Management of U-Haul parent Amerco said that the SEC has been conducting a “fact-finding inquiry” regarding its financial statements. The company believes the investigation is a result of erroneous advice that Amerco claims it accepted from its former independent auditor, PricewaterhouseCoopers. U-Haul’s parent says in its regulatory filing that it is cooperating fully with the SEC’s review.

Theodore Sonde, a former senior SEC enforcement official that represents Amerco, called the SEC investigation “not surprising, given that the company had restated certain financial statements, discharged its former auditors and retained new independent accountants, all within the past year.”

Companies Dragging Feet on Option Proposals

It doesn’t look like Intel Corp., one of the loudest critics of the push to require companies to expense of stock options, will have much to worry about if its shareholders vote to adopt the controversial idea this Wednesday.

Why? Boards of directors at 17 other companies have already been hit with similar votes by shareholders. But the proposals at the companies are non-binding. Hence, the boards of these 17 corporations have so far not followed through on what their shareholders have asked for.

In fact, most seem to be waiting to see what the Financial Accounting Standards Board and regulators require before making any switch, according to Patrick McGurn, special counsel at Institutional Shareholder Services. Apple Computer and Fluor Corp. are two companies that recently indicated they would wait to expense employee stock options until FASB finalizes its standard on the matter.
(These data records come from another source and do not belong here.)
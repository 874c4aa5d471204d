/// Image encoding for document embedding
///
/// Every raster that ends up in the catalog (generated scales, photos,
/// annotated photos, fixed assets) passes through here once: decoded,
/// bounded in size, flattened to RGB and encoded as baseline JPEG. The
/// document writer can then embed the bytes without touching pixels.

use image::codecs::jpeg::JpegEncoder;
use image::imageops::FilterType;
use image::{DynamicImage, RgbImage};
use std::path::Path;
use tracing::debug;

use crate::error::CatalogResult;

/// Tallest raster kept for embedding; a 21.88 cm figure at ~280 dpi
pub const EMBED_MAX_HEIGHT: u32 = 2400;

/// A JPEG-encoded image ready for embedding
#[derive(Clone, PartialEq)]
pub struct EncodedImage {
    /// Baseline JPEG bytes (RGB)
    pub bytes: Vec<u8>,
    pub width: u32,
    pub height: u32,
}

impl EncodedImage {
    /// Width over height
    pub fn aspect(&self) -> f32 {
        if self.height == 0 {
            0.0
        } else {
            self.width as f32 / self.height as f32
        }
    }
}

// Implement Debug without dumping the byte payload
impl std::fmt::Debug for EncodedImage {
    fn fmt(&self, f: &mut std::fmt::Formatter<'_>) -> std::fmt::Result {
        f.debug_struct("EncodedImage")
            .field("width", &self.width)
            .field("height", &self.height)
            .field("bytes", &self.bytes.len())
            .finish()
    }
}

/// Encode an RGB buffer as JPEG
pub fn encode_jpeg(image: &RgbImage, quality: u8) -> CatalogResult<EncodedImage> {
    let mut bytes = Vec::new();
    image.write_with_encoder(JpegEncoder::new_with_quality(&mut bytes, quality))?;
    Ok(EncodedImage {
        bytes,
        width: image.width(),
        height: image.height(),
    })
}

/// Shrink (never enlarge) to at most `EMBED_MAX_HEIGHT`, keeping aspect
pub fn fit_for_embedding(image: RgbImage) -> RgbImage {
    if image.height() <= EMBED_MAX_HEIGHT {
        return image;
    }
    let width = ((image.width() as u64 * EMBED_MAX_HEIGHT as u64) / image.height() as u64).max(1) as u32;
    debug!(
        "Resizing {}x{} to {}x{} for embedding",
        image.width(),
        image.height(),
        width,
        EMBED_MAX_HEIGHT
    );
    image::imageops::resize(&image, width, EMBED_MAX_HEIGHT, FilterType::Lanczos3)
}

/// Open any supported raster read-only and flatten it to RGB
pub fn open_rgb(path: &Path) -> CatalogResult<RgbImage> {
    let img: DynamicImage = image::open(path)?;
    Ok(img.to_rgb8())
}

/// Load a file and prepare it for embedding in one step
pub fn load_for_embedding(path: &Path, quality: u8) -> CatalogResult<EncodedImage> {
    encode_jpeg(&fit_for_embedding(open_rgb(path)?), quality)
}

#[cfg(test)]
mod tests {
    use super::*;
    use image::Rgb;

    #[test]
    fn test_encode_jpeg_keeps_dimensions() {
        let img = RgbImage::from_pixel(50, 1100, Rgb([255, 255, 255]));
        let encoded = encode_jpeg(&img, 90).unwrap();

        assert_eq!((encoded.width, encoded.height), (50, 1100));
        assert_eq!(&encoded.bytes[..2], &[0xFF, 0xD8]);

        let decoded = image::load_from_memory(&encoded.bytes).unwrap();
        assert_eq!(decoded.width(), 50);
        assert_eq!(decoded.height(), 1100);
    }

    #[test]
    fn test_fit_for_embedding() {
        let small = RgbImage::new(100, 200);
        assert_eq!(fit_for_embedding(small).dimensions(), (100, 200));

        let tall = RgbImage::new(300, EMBED_MAX_HEIGHT * 2);
        assert_eq!(fit_for_embedding(tall).dimensions(), (150, EMBED_MAX_HEIGHT));
    }

    #[test]
    fn test_load_png_for_embedding() {
        let dir = tempfile::tempdir().unwrap();
        let path = dir.path().join("box_1.png");
        RgbImage::from_pixel(40, 80, Rgb([10, 20, 30])).save(&path).unwrap();

        let encoded = load_for_embedding(&path, 85).unwrap();
        assert_eq!((encoded.width, encoded.height), (40, 80));
        assert!((encoded.aspect() - 0.5).abs() < 1e-6);
    }
}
In general, more than 230 companies have decided to expense stock options ahead of any FASB rule requiring the practice, according to McGurn. “The tide of momentum is shifting,” he says. “No one can point to a company that has expensed that has had a negative repercussion. You really have to discount those arguments.”

Still, managers in many industry sectors continue to raise arguments against expensing options based on the lack of an accurate valuation tool for measuring such options. Intel’s CFO Andy Bryant, voiced his own objection recently. “Abuse should be addressed by holding directors accountable for their decisions concerning executive compensation,” Bryant reportedly wrote in a letter to shareholders last month.
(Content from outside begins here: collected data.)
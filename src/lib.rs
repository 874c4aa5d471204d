/// Core photo catalog builder
///
/// Turns a core-logging spreadsheet and a folder of box photographs into a
/// paginated photo catalog:
/// - `state`: configuration, table loading and the per-run dataset
/// - `depth`: merged drilling intervals and core recovery
/// - `photo`: photo matching and sample markers
/// - `samples`: laboratory sample sheet
/// - `render`: depth scales, encoding and fixed assets
/// - `catalog`: section assembly and PDF output
/// - `pipeline` / `export`: processing runs and CSV export

pub mod catalog;
pub mod color;
pub mod depth;
pub mod error;
pub mod export;
pub mod logging;
pub mod photo;
pub mod pipeline;
pub mod render;
pub mod samples;
pub mod state;

pub use error::{CatalogError, CatalogResult};
pub use pipeline::{process, process_table, ProcessedData};
pub use state::config::CatalogConfig;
The Intel measure — sponsored by the United Brotherhood of Carpenters and Joiners Pension Fund, which owns more than 30,000 shares — is non-binding. But even if Intel’s board decides not to follow the recommendation to expense options, the pension fund won’t likely be offended. Consider the words of Ed Durkin, a Carpenters’ spokesperson, in response to Fluor’s decision: “Our proposal was non-binding because we do not believe that an individual company should be compelled to expense options while its industry peers do not.”

FASB Issues Rules on Derivatives, Redeemable Shares

FASB has issued a new statement that aims to improve accounting for certain financial instruments, including mandatorily redeemable shares, put options, and forward purchase contracts.
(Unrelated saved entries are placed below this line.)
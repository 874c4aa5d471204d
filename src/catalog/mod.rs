/// Catalog assembly and document output
///
/// This module handles:
/// - Building one section per core box (texts, scales, photos)
/// - Progress reporting while boxes are processed
/// - Writing the finished catalog as a PDF with the label font embedded,
///   atomically

pub mod assembler;
pub mod document;
pub mod font;
pub mod pdf;
pub mod progress;

pub use assembler::CatalogAssembler;
pub use document::{BoxSection, Catalog, Figure, SampleBlock};
pub use pdf::{DocumentWriter, PdfWriter};
pub use progress::{NoProgress, ProgressSink};

use std::io::{BufWriter, Write};
use std::path::Path;
use tempfile::NamedTempFile;
use tracing::{info, warn};

use crate::error::{CatalogError, CatalogResult};

/// Write `catalog` to `path` through a temporary file in the same directory.
/// The destination only appears once the writer has finished; on failure
/// the temporary file is removed and nothing is left behind. A catalog
/// without sections is refused before anything is created.
pub fn write_catalog(catalog: &Catalog, writer: &dyn DocumentWriter, path: &Path) -> CatalogResult<()> {
    if catalog.is_empty() {
        return Err(CatalogError::NoData);
    }
    let dir = match path.parent() {
        Some(dir) if !dir.as_os_str().is_empty() => dir,
        _ => Path::new("."),
    };
    let mut temp = NamedTempFile::new_in(dir).map_err(|e| CatalogError::file_io(dir, e))?;

    let result = {
        let mut out = BufWriter::new(temp.as_file_mut());
        writer
            .write(catalog, &mut out)
            .and_then(|()| out.flush().map_err(|e| CatalogError::file_io(path, e)))
    };

    if let Err(e) = result {
        let temp_path = temp.path().to_path_buf();
        if let Err(cleanup) = temp.close() {
            warn!("⚠️  Could not remove temporary file {}: {}", temp_path.display(), cleanup);
        }
        return Err(e);
    }

    temp.persist(path)
        .map_err(|e| CatalogError::file_io(path, e.error))?;
    info!("💾 Catalog saved to {}", path.display());
    Ok(())
}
Under previous regulations, companies could account for these instruments as equity. Under Statement 150, Accounting for Certain Financial Instruments with Characteristics of both Liabilities and Equity, they will be booked as liabilities.

The new statement is intended to clarify the ambiguous nature of the instruments. In addition to those obligations already mentioned, obligations that could be settled with shares are also considered liabilities. Most of the statement’s provisions of are consistent with the existing definition of liabilities in FASB Concepts Statement No. 6, Elements of Financial Statements.

Later this year, FASB is expected to expand this initiative by tackling accounting for convertible bonds, puttable stock, and other instruments not covered by statement 150.

The new statement will apply to all financial instruments entered into or modified after May 31, 2003. Otherwise, it will become effective at the beginning of the first interim period beginning after June 15, 2003. For private companies, mandatorily redeemable financial instruments will be subject to the provisions of statement 150 for the fiscal period beginning after December 15, 2003.